# Best hair removal



## stefan-west1 (9 Aug 2012)

Hi all,

I'm new to this whole cycling stuff but now that I've started I've decided what they hell and gonna try the whole hairless legs haha. You've gotta try it at least once haven't you 

So what would you all say is probably the best way of doing this in your opinions?

Shaving
Waxing
Veet
Or even stealing the mrs' epilator :S (ouch)

... What's the worst that could happen


----------



## slowmotion (9 Aug 2012)

stefan-west1 said:


> ... What's the worst that could happen


 
Before you hit the tarmac? Something like this.


----------



## stefan-west1 (9 Aug 2012)

Ouch. Surely with hair though it could be a lot worse.

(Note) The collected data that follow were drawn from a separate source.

//! Public draw parameters and RPC endpoint settings.
//!
//! [`LotteryParams`] are the announced rules of the draw; changing any of
//! them changes eligibility. [`Settings`] only select where ledger data is
//! read from and never reach the engine.

use std::path::PathBuf;
use std::time::Duration;

use crate::errors::CliError;

/// Token mint whose holders are eligible (mainnet).
pub const TOKEN_MINT: &str = "9NrkmoqwF1rBjsfKZvn7ngCy6zqvb8A6A5RfTvR2pump";
/// Public exclusion list committed next to the tool.
pub const EXCLUDED_WALLETS_FILE: &str = "excluded_wallets.mainnet.txt";
pub const TOKEN_DECIMALS: u32 = 6;
/// One whole token, in raw units.
pub const MIN_RAW_BALANCE: u128 = 10u128.pow(TOKEN_DECIMALS);

pub const DEFAULT_TIMEOUT_SECS: f64 = 60.0;
const HELIUS_MAINNET_URL: &str = "https://mainnet.helius-rpc.com/?api-key=";

#[derive(Clone, Debug, PartialEq, Eq)]
pub struct LotteryParams {
    pub mint: String,
    pub excluded_wallets_file: Option<PathBuf>,
    pub token_decimals: u32,
    pub min_raw_balance: u128,
}

impl Default for LotteryParams {
    fn default() -> Self {
        Self {
            mint: TOKEN_MINT.to_owned(),
            excluded_wallets_file: Some(PathBuf::from(EXCLUDED_WALLETS_FILE)),
            token_decimals: TOKEN_DECIMALS,
            min_raw_balance: MIN_RAW_BALANCE,
        }
    }
}

#[derive(Clone, Debug, PartialEq, Eq)]
pub struct Settings {
    pub rpc_url: String,
    pub timeout: Duration,
}

impl Settings {
    /// Load `.env` (if present) and resolve from the process environment.
    pub fn from_env(rpc_url_override: Option<String>, timeout_secs: f64) -> Result<Self, CliError> {
        // a missing .env is normal
        let _ = dotenv::dotenv();
        Self::resolve(
            rpc_url_override,
            std::env::var("RPC_URL").ok(),
            std::env::var("HELIUS_API_KEY").ok(),
            timeout_secs,
        )
    }

    /// Override, then `RPC_URL`, then a Helius URL built from `HELIUS_API_KEY`.
    pub fn resolve(
        rpc_url_override: Option<String>,
        env_rpc_url: Option<String>,
        helius_api_key: Option<String>,
        timeout_secs: f64,
    ) -> Result<Self, CliError> {
        let timeout = parse_timeout(timeout_secs)?;
        let non_empty = |v: Option<String>| v.map(|s| s.trim().to_owned()).filter(|s| !s.is_empty());

        let rpc_url = if let Some(url) = non_empty(rpc_url_override) {
            url
        } else if let Some(url) = non_empty(env_rpc_url) {
            url
        } else if let Some(key) = non_empty(helius_api_key) {
            format!("{HELIUS_MAINNET_URL}{key}")
        } else {
            return Err(CliError::Config(
                "missing HELIUS_API_KEY (or RPC_URL); put it in .env or export it".into(),
            ));
        };
        Ok(Self { rpc_url, timeout })
    }

    /// Endpoint without query string, safe to log.
    #[must_use]
    pub fn redacted_url(&self) -> &str {
        self.rpc_url.split('?').next().unwrap_or_default()
    }
}

fn parse_timeout(secs: f64) -> Result<Duration, CliError> {
    if !secs.is_finite() || secs <= 0.0 {
        return Err(CliError::Config(format!("timeout must be a positive number of seconds, got {secs}")));
    }
    Ok(Duration::from_secs_f64(secs))
}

I don't know much about this sort of thing but hair in that sort p situation slows the healing down?


----------



## BigonaBianchi (9 Aug 2012)

I'm not at all convinced the shaving thing amoungst cyclists isn't a sexual kick tbh.

I may try it to find out lol


----------



## stefan-west1 (9 Aug 2012)

Well I have suggested the idea to my girlfriend.... As yet she's hasn't said its a BAD idea


----------



## Raging Squirrel (9 Aug 2012)

just wait til you do it, and then when you're feeling them you think mmmmmmmm that feels kinda nice


----------



## stefan-west1 (9 Aug 2012)

Really? Haha


----------



## Raging Squirrel (9 Aug 2012)

yeah i kinda liked it haha......just like feeling Mrs Squirrels legs when they've just been shaved


----------



## stefan-west1 (9 Aug 2012)

Haha fair enough. So what would you say is the best way of going about it?


----------



## black'n'yellow (9 Aug 2012)

you say you're 'new' to cycling - why on earth do you want to shave..?


----------



## stefan-west1 (9 Aug 2012)

It's an excuse aha


----------



## slowmotion (9 Aug 2012)

http://www.bikeradar.com/road/fitness/article/why-do-cyclists-shave-their-legs-34833/
One or two of the comments raised a smile.


----------



## Raging Squirrel (9 Aug 2012)

depends how much of the leg you wanna do. i'd stay clear of shaving the tops of your legs......the hairs receed under the skin and will hurt coming out, especially when trousers or jeans push them back in, you get a kinda shaving rash which can be painful.

waxing f'kin kills, epilators hurt......was removal creams can tend to be a bit weak as they're not designed to dissolve thicker hairs on mens legs


----------



## stefan-west1 (9 Aug 2012)

Sounds like shaving it is then!


----------



## black'n'yellow (9 Aug 2012)

stefan-west1 said:


> It's an excuse aha


 
excuse for what? Seriously, if you're a beginner, just don't.


----------



## Raging Squirrel (9 Aug 2012)

forgot you need to prove yourself before you're "allowed" to be deemed good enough to shave your legs


----------



## black'n'yellow (9 Aug 2012)

Raging Squirrel said:


> forgot you need to prove yourself before you're "allowed" to be deemed good enough to shave your legs


 
no, it will just look fekin stupid, that's all...


----------



## Raging Squirrel (9 Aug 2012)

feels nice though haha


----------



## The Jogger (10 Aug 2012)

Fetish !


----------



## lordloveaduck (10 Aug 2012)

Nothing to do with this thread. Just wish that chaps would shave there pits
and tidy there garden.


----------



## lejogger (10 Aug 2012)

Veet is a pretty easy way to do it. I had to do half a leg before knee surgery a couple of years back but I decided in order to even things out i'd do all of both legs... I also ended up doing the ar$e as well!!!
No problem with the lower leg, but a couple of days in I got severe issues with the regrowing hairs on the rear and back of the thighs. Basically you really need to exfoliate otherwise you will get really sore. In fact even exfoliating won't help that much. 
Doing the arse was the worst decision I've ever made. Working in a job where im sat on it most of the day meant it got very sore and spotty! 
Getting the shivers/goosebumps is absolute agony also! 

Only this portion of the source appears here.